++++ DATA RECORDS ++++

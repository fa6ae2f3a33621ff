//! Particle-based fluid simulation for voxel worlds.
//!
//! A body of liquid is modeled as thousands of particles, each carrying
//! its own "down" direction, so gameplay can redirect where water
//! flows. The crate owns spatial neighbor search, the pressure and
//! viscosity integrator, collision against solid voxels and blocker
//! panes, and the parallel stage pipeline. World storage, rendering and
//! UI live outside and talk to the engine through plain buffers and the
//! query API.
//!
//! Typical frame:
//! ```no_run
//! use glam::{IVec3, Vec3};
//! use tide_engine::{SimConfig, SimulationEngine, TickInput, VoxelField};
//!
//! let field = VoxelField::air(IVec3::ZERO, IVec3::new(32, 32, 32))?;
//! let initial: Vec<Vec3> = (0..64)
//!     .map(|i| Vec3::new(4.0 + (i % 8) as f32, 8.0, 4.0 + (i / 8) as f32))
//!     .collect();
//! let mut sim = SimulationEngine::new(field, &initial, 0, SimConfig::default())?;
//!
//! let mut vertices = Vec::new();
//! loop {
//!     sim.tick(&TickInput::step(1.0 / 60.0));
//!     sim.swap_buffers();
//!     sim.copy_to_output(&mut vertices);
//!     // hand `vertices` and `sim.gravity_buffer()` to the renderer
//!     # break;
//! }
//! # Ok::<(), tide_engine::SimError>(())
//! ```

pub mod collision;
pub mod config;
pub mod constants;
pub mod engine;
pub mod error;
pub mod gravity;
pub mod kernel;
pub mod particles;
pub mod pump;
pub mod rng;
pub mod spatial;

pub use collision::{VoxelField, WaterBlocker};
pub use config::SimConfig;
pub use engine::{RayPick, RegionQuery, SimulationEngine, TickInput, TickStats};
pub use error::{SimError, SimResult};
pub use gravity::{GravityChange, GravityDir};
pub use particles::{ParticleId, ParticleVertex};
pub use pump::WaterPump;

++++

◆ **PROBLEM DESCRIPTION**: In the listing above, find the lines holding the word "SimulationEngine" and copy them.

◆ **RESULT FOR THIS TASK**:
//! use tide_engine::{SimConfig, SimulationEngine, TickInput, VoxelField};
//! let mut sim = SimulationEngine::new(field, &initial, 0, SimConfig::default())?;
pub use engine::{RayPick, RegionQuery, SimulationEngine, TickInput, TickStats};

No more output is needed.